Фактор про-турецкого лобби. Долгое время географическая и стратегическая значимость Турции имели для Вашингтона ключевое значение, из-за чего Анкара не нуждалась в лоббировании своих интересов на Капитолийском холме. Ситуация изменилась после турецкого вторжения на Кипр 1974 г., в результате чего активизировались армянские и греческие группы влияния в Конгрессе. Армянские и греческие лоббисты работали над продвижением законопроекта, запрещающего продажу американского оружия Анкаре. Принятие Вашингтоном решения о введении эмбарго на экспорт оружия встревожило турецкое правительство и заставило задуматься над необходимостью формирования своих групп влияния.

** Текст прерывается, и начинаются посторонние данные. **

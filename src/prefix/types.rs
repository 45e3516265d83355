//! IRC message prefix types.
//!
//! A prefix identifies the origin of a message: either a server name or a
//! user's `nick!user@host` mask.
//!
//! # Reference
//! - RFC 2812 Section 2.3.1: Message format

use std::str::FromStr;

use crate::error::MessageParseError;

/// IRC message prefix - identifies the origin of a message.
///
/// `name` is always present. `user` and `host` are optional and only
/// meaningful alongside the name.
#[derive(Clone, Eq, PartialEq, Debug, Hash)]
pub struct Prefix {
    /// Nickname or server name.
    pub name: String,
    /// Username (ident), the part after `!`.
    pub user: Option<String>,
    /// Hostname, the part after `@`.
    pub host: Option<String>,
}

impl Prefix {
    /// Create a bare prefix with only a name (server or nick).
    pub fn new(name: impl Into<String>) -> Self {
        Prefix {
            name: name.into(),
            user: None,
            host: None,
        }
    }

    /// Create a full `nick!user@host` prefix.
    pub fn full(
        nick: impl Into<String>,
        user: impl Into<String>,
        host: impl Into<String>,
    ) -> Self {
        Prefix {
            name: nick.into(),
            user: Some(user.into()),
            host: Some(host.into()),
        }
    }

    /// Placeholder identity used for the server before registration tells
    /// us its real name.
    pub fn unknown_server() -> Self {
        Prefix::new("*")
    }
}

impl FromStr for Prefix {
    type Err = MessageParseError;

    fn from_str(s: &str) -> Result<Self, Self::Err> {
        if s.is_empty() || s.contains(' ') {
            return Err(MessageParseError::InvalidPrefix(s.to_owned()));
        }

        let (rest, host) = match s.split_once('@') {
            Some((rest, host)) => (rest, Some(host.to_owned())),
            None => (s, None),
        };
        let (name, user) = match rest.split_once('!') {
            Some((name, user)) => (name, Some(user.to_owned())),
            None => (rest, None),
        };

        if name.is_empty() {
            return Err(MessageParseError::InvalidPrefix(s.to_owned()));
        }

        Ok(Prefix {
            name: name.to_owned(),
            user,
            host,
        })
    }
}

impl From<&str> for Prefix {
    /// Lenient conversion; an unparseable string becomes a bare name.
    fn from(s: &str) -> Self {
        s.parse().unwrap_or_else(|_| Prefix::new(s))
    }
}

Проблема состояла в том, что турецкая община, в отличие от армянской и греческой, не обладала серьезным лоббистским потенциалом. У американских турок отмечается относительно низкая степень интеграции в политическую жизнь США. Как правило, американские турки предпочитают держаться подальше от большой политики. В то время, как у греков, армян и евреев отмечается высокий уровень мобилизации ресурсов в ходе выборов, турецкая община крайне рассеяна и пассивна. Она также проигрывает в сравнении с другими этническими группами в вопросе взносов в пользу избирательных кампаний. В подобной ситуации у Анкары оставалась лишь одна возможность выстраивания лоббистской деятельности – зарегистрировать государственные общественные организации в качестве иностранных лоббистов, пользуясь услугами частных лоббистских фирм (система firm—lobbying).

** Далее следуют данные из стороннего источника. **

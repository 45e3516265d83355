//! Fuzz target for the connection state machine
//!
//! Every parseable line is fed to a fresh session mid-registration; no
//! server input may make it panic.

#![no_main]

use libfuzzer_sys::fuzz_target;
use slirc_client::{ClientConfig, Message, SaslCredentials, Session};

fuzz_target!(|data: &[u8]| {
    let Ok(input) = std::str::from_utf8(data) else {
        return;
    };

    let mut config = ClientConfig::new("irc://fuzz", "fuzz");
    config.sasl = Some(SaslCredentials::Plain {
        username: "fuzz".into(),
        password: "fuzz".into(),
    });
    let mut session = Session::new(&config);
    session.on_open();

    for line in input.lines() {
        if let Ok(msg) = line.parse::<Message>() {
            let (inbound, _actions) = session.handle(msg);
            session.after_dispatch(&inbound);
        }
    }
    let _ = session.monitor(["a", "b"]);
});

Сегодня турецкое правительство работает с целым рядом лоббистов и фирм по связям с общественностью. Изначально турки начали работать с фирмой «Gray&Company», которая после слияния с «Hill&Knowlton» стала одной из крупнейших лоббистских компаний в Вашингтоне. По данным мониторинговой организации «The Lobby Watch», Турция тратила на услуги фирмы 3 млн долл. в год. Как правило, лоббисты данной фирмы предоставляли туркам доступ к влиятельным конгрессменам-республиканцам. Для эффективного лоббирования в Белом доме Турция наняла несколько крупных кампаний. Наиболее влиятельные из них представлены «Podesta Group», которую возглавляет Тони Подеста – родной брат главы администрации президента Обамы Джона Подеста; «Gephardt Government Affairs» во главе с экс-лидером большинства демократической партии Диком Герхардтом и «International Advisors», которая имеет выход на чиновников Госдепартамента.
Помимо политического лоббизма, Турция старательно работает над имиджем в американской общественности. Так, нанятая турками фирма «Fleishman—Hillard», предлагающая услуги стратегического планирования, кризисного управления и организации кампании в СМИ, имеет собственную радиовещательную студию. Лоббисты этой фирмы тесно сотрудничают с турецким посольством, продвигая положительный образ Турции в ведущих федеральных и региональных СМИ. C 2007 г. турецкий правительственный лоббизм подкрепляется действиями сети некоммерческих культурных, образовательных и экономических американо-турецких организаций. Большинство структур с турецким правительственным капиталом объединены вокруг двух главных организаций: Турецко-Американской ассоциации (ТАА) в Вашингтоне и Федерации турецко-американских ассоциаций (ФТАА) в Нью-Йорке.
Турецко-Американская ассоциация активно сотрудничает с нефтяными (Exxon Mobil) и военными (Lockheed) корпорациями, пользуясь услугами их лоббистов. По состоянию на декабрь 2015 г. ТАА контролирует рабочую группу Конгресса по турецким делам, состоящую из 150 членов Палаты представителей и 27 сенаторов. В числе почетных членов организации – бывший вице-президент Дик Чейни, экс-госсекретарь Кондолиза Райс, председатель конференции Республиканской партии Вирджиния Фокс, бывшие спикеры Палаты представителей Дэннис Хастерт и Джон Бейнер, а также три бывших руководителя Пентагона – Билл Коэн, Дональд Рамсфелд и Леон Паннета. Очевидно, что костяк про-турецкого лобби составляют республиканцы, продвигающие интересы американского ВПК и разведывательного сообщества. При этом влиятельные политики настоящего и прошлого не прочь получить дополнительные средства на лоббировании турецких интересов в Вашингтоне.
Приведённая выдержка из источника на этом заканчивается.